Hostess Gifts for Homebodies!

Customizing a gift for your favorite hostess is a a nice way to show you appreciate her. Make it easy by taking store-bought items and tweaking them, or start from scratch, and make something handmade. Here are some great ideas that can be done rather quickly, and won’t break your budget.

Potted Amaryllis

An amaryllis is a great gift even for those who don’t have a green thumb. You can find them everywhere this time of year in a kit that has everything: bulb, soil and plastic container; just add water. All that’s needed is a place near a window. If planted early enough, it may even bloom by Christmas.


Amaryllis kit


Trowel or spoon

Fancy container or flower pot


double-sided tape

When giving an amaryllis as a gift, I like to dress up the container a little. I found this great glass cylinder at a discount department store for under $5. The plastic pot is slightly too big, so the top sticks out a little.

To cover up this little imperfection, just wrap a ribbon around the container and secure with some double-sided tape.

Tie a nice bow around the whole thing for an instant gift.

The bulb may not be impressive in the beginning, but once the plant grows and blooms, it’s really spectacular.

Monogrammed Tray

With all the holiday parties this time of year, a new serving tray can come in handy. To make it extra special, add a monogram to personalize this project.


Wooden tray


Decorative paper (like scrap booking paper)


Utility knife

Inkjet or laser printer


Gloss or semi-gloss decoupage glue or acrylic gel medium

I found this wooden tray inexpensively in the clearance section. It had a fall-theme, but it was painted green, so I decided I didn’t need to paint it. I couldn’t get the sunflower decal off, so I decided to cover over it. To determine how much paper needed, measure the flat bottom.

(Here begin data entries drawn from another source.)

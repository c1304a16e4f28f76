//! Decode limits.

/// Bounds applied while decoding untrusted input.
///
/// Decoding already stops when the buffer runs out; the limits bound the
/// amount of work a well-formed but hostile structure can cause.
#[derive(Debug, Clone, Copy, PartialEq, Eq)]
pub struct DecodeLimits {
    /// Maximum number of records in one shape outline, sentinel included.
    pub max_shape_records: usize,
}

impl DecodeLimits {
    /// Default limits, generous enough for any real-world shape.
    pub const DEFAULT: Self = Self {
        max_shape_records: 1 << 20,
    };

    /// Tight limits for quick structural checks.
    pub const STRICT: Self = Self {
        max_shape_records: 1 << 14,
    };

    /// No limits beyond the size of the input.
    pub const UNLIMITED: Self = Self {
        max_shape_records: usize::MAX,
    };

    /// Create limits with the given shape record bound.
    pub fn new(max_shape_records: usize) -> Self {
        Self { max_shape_records }
    }

    /// Set the shape record bound.
    pub fn with_max_shape_records(mut self, max_shape_records: usize) -> Self {
        self.max_shape_records = max_shape_records;
        self
    }
}

impl Default for DecodeLimits {
    fn default() -> Self {
        Self::DEFAULT
    }
}

#[cfg(test)]
mod tests {
    use super::*;

    #[test]
    fn test_builder() {
        let limits = DecodeLimits::STRICT.with_max_shape_records(8);
        assert_eq!(limits.max_shape_records, 8);
        assert_eq!(DecodeLimits::default(), DecodeLimits::DEFAULT);
    }
}
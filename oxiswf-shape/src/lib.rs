//! # OxiSWF Shape: SWF Structure Grammar
//!
//! Decoders for the composite SWF structures used by the `DefineShape` tag
//! family, built on the primitives of [`oxiswf_core`].
//!
//! ## Structures
//!
//! - **Matrix**: affine transform with optional scale and rotate/skew
//! - **Colours**: `RGB` / `RGBA`, chosen by shape version
//! - **Gradients**: gradient and focal gradient records
//! - **Styles**: fill styles, line styles (`LINESTYLE` / `LINESTYLE2`) and their arrays
//! - **Outlines**: self-terminating sequences of edge and style-change records
//!
//! ## Outline decoding
//!
//! Shape records are not tagged; the first six bits of each record are
//! peeked to pick the variant. Outlines end at the end-of-shape record, and
//! a style-change record carrying new styles changes the bit width of style
//! indices for every record after it.
//!
//! ## Example
//!
//! ```rust
//! use oxiswf_core::{BitCursor, FieldPath, FileElement};
//! use oxiswf_shape::{DecodeLimits, Shape, ShapeRecord};
//!
//! // NumFillBits=1, NumLineBits=0
//! // style change: FillStyle0 = 1
//! // end of shape
//! let data = [0b0001_0000, 0b0000_1010, 0b0000_0000];
//! let mut cursor = BitCursor::new(&data);
//! let root = FieldPath::root("Shape").unwrap();
//!
//! let shape = Shape::parse(&mut cursor, &root, &DecodeLimits::DEFAULT).unwrap();
//!
//! assert_eq!(shape.records().len(), 2);
//! assert!(matches!(shape.records().records()[0], ShapeRecord::StyleChange(_)));
//! assert_eq!(shape.bit_length(), 8 + 7 + 6);
//! ```

#![warn(missing_docs)]
#![warn(clippy::all)]
#![forbid(unsafe_code)]

pub mod codes;
mod color;
mod fill_style;
mod gradient;
mod limits;
mod line_style;
mod matrix;
mod shape;
mod shape_record;
mod version;

pub use color::{Color, Rgb, Rgba};
pub use fill_style::{FillStyle, FillStyleArray, FillStyleKind, FillStyleType};
pub use gradient::{FocalGradient, Gradient, GradientRecord, InterpolationMode, SpreadMode};
pub use limits::DecodeLimits;
pub use line_style::{CapStyle, JoinStyle, LineStyle, LineStyle2, LineStyleArray, LineStyleRecord};
pub use matrix::Matrix;
pub use shape::{Shape, ShapeRecordList, ShapeWithStyle};
pub use shape_record::{
    CurvedEdgeRecord, EndShapeRecord, NewStyles, ShapeRecord, ShapeRecordKind, StraightEdgeRecord,
    StyleChangeRecord, StyleWidths,
};
pub use version::{OutlineGeneration, ShapeVersion};
//! # OxiSWF Core
//!
//! Core components for the OxiSWF structure decoder.
//!
//! This crate provides the fundamental building blocks every SWF structure
//! decoder is made of:
//!
//! - [`bitstream`]: Bit-precise cursor (MSB-first bit fields, little-endian bytes)
//! - [`types`]: Primitive value types that remember where they were read
//! - [`parse`]: Primitive decoders and conditional (gated) helpers
//! - [`element`]: The file element contract and bit-length summation
//! - [`path`]: Field paths used in diagnostics
//! - [`error`]: Error types
//!
//! ## Architecture
//!
//! OxiSWF is designed as a layered decoding stack:
//!
//! ```text
//! ┌─────────────────────────────────────────────────────────┐
//! │ L3: Presentation                                        │
//! │     oxiswf CLI, dissector tree, JSON output            │
//! ├─────────────────────────────────────────────────────────┤
//! │ L2: Structure Grammar                                   │
//! │     Matrix, styles, shape records, outlines            │
//! ├─────────────────────────────────────────────────────────┤
//! │ L1: Primitives (this crate)                             │
//! │     BitCursor, typed primitives, gates, errors         │
//! └─────────────────────────────────────────────────────────┘
//! ```
//!
//! ## Example
//!
//! ```rust
//! use oxiswf_core::prelude::*;
//!
//! let data = [0b1000_1100, 0b0000_0000];
//! let mut cursor = BitCursor::new(&data);
//! let root = FieldPath::root("Example").unwrap();
//! let code = ErrorCode(6);
//!
//! let has_scale = parse_flag(&mut cursor, code, &root.child("HasScale")).unwrap();
//! let bits = parse_ubits(&mut cursor, 5, code, &root.child("NBits")).unwrap();
//!
//! assert!(has_scale.value());
//! assert_eq!(bits.value(), 3);
//! assert_eq!(add_bit_lengths(&[&has_scale, &bits]), 6);
//! ```

#![warn(missing_docs)]
#![warn(clippy::all)]
#![forbid(unsafe_code)]
#![allow(clippy::module_name_repetitions)]

pub mod bitstream;
pub mod element;
pub mod error;
pub mod parse;
pub mod path;
pub mod types;

// Re-exports for convenience
pub use bitstream::BitCursor;
pub use element::{ElementSlot, FileElement, add_bit_lengths};
pub use error::{ErrorCode, Result, SwfError};
pub use parse::Gate;
pub use path::FieldPath;
pub use types::{
    ByteArray, Fixed8, Flag, Float, Float16, Float32, Float64, FloatFBits, Int8, Int16, Int24,
    Int32, Integer, SBits, SwfString, UBits, UInt8, UInt16, UInt24, UInt32,
};

/// Prelude module for convenient imports.
pub mod prelude {
    pub use crate::bitstream::BitCursor;
    pub use crate::element::{FileElement, add_bit_lengths};
    pub use crate::error::{ErrorCode, Result, SwfError};
    pub use crate::parse::{
        Gate, parse_fbits, parse_fbits_if, parse_flag, parse_flag_if, parse_if, parse_sbits,
        parse_sbits_if, parse_u8, parse_u16, parse_ubits, parse_ubits_if,
    };
    pub use crate::path::FieldPath;
    pub use crate::types::{Fixed8, Flag, FloatFBits, SBits, UBits, UInt8, UInt16};
}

One sheet of paper didn’t quite cover the bottom, so cutting the paper into strips and alternating them as stripes made the paper seams look intentional. Tip: before gluing anything down, it’s good to cut out all the design elements in case you want to make last minute changes.

To make to monogram, choose a blocky, easy to cut out font (I used Fancy Pants), make the letter about 4″ big, print the letter, and cut with a craft knife and/or scissors.

Flip the letter over and trace on the back of the paper you will be using to monogram the tray. You’ll want to trace the letter backwards, so it comes out the right way when the paper is flipped over.

Lay out the entire design to make sure it looks just as you want it to.

Carefully remove all the cut piece from the tray, and start to glue everything down. Start by gluing the back of the paper.

Once everything is in place add a layer of glue to the front, and let dry.

Add at least one more coat to protect the design from spills, and to make the tray easy to clean. It’s best to use a gloss or semi-gloss because a matte finish won’t clean up as easily, and might stain over time.

Holly Berry Napkin Rings

Felt is one of my favorite materials to work with because it comes in so many great colors, it’s inexpensive, you don’t need to hem it, and it has such a cheerful, fuzzy look. These napkin rings are so easy to make they’re a great project to do with kids.


Green and white felt

Red pompoms

Permanent marker

Cardstock (or paper)


Needle and thread

Green embroidery thread and tapestry needle

Draw a holly leaf on a piece of cardstock, and cut out. Use this as a template. Trace the leaf on the back of the green felt. Each napkin ring needs three leaves.

Stitch a vein down the center of the leaf using green embroidery thread and a tapestry needle.

Pin three leaves together.

Sew three red pompoms together in a pyramid shape. Use the excess thread to sew them to the leaves.

Cut strips of white felt 1″ wide and about 5″ long.

Sew ends together in a loop.

Sew the holly berries to the loop, and use with your favorite napkins.

Monogramming Napkins

If you want to monogram the napkins to match the tray, print out a smaller version of the same letter and cut (I like to cut a few since they can get gummed up when doing multiple monograms). Use fabric paint, or a fabric pastel.

Cover with a piece of paper and iron to set.

This adds a nice little detail, and it’s machine washable.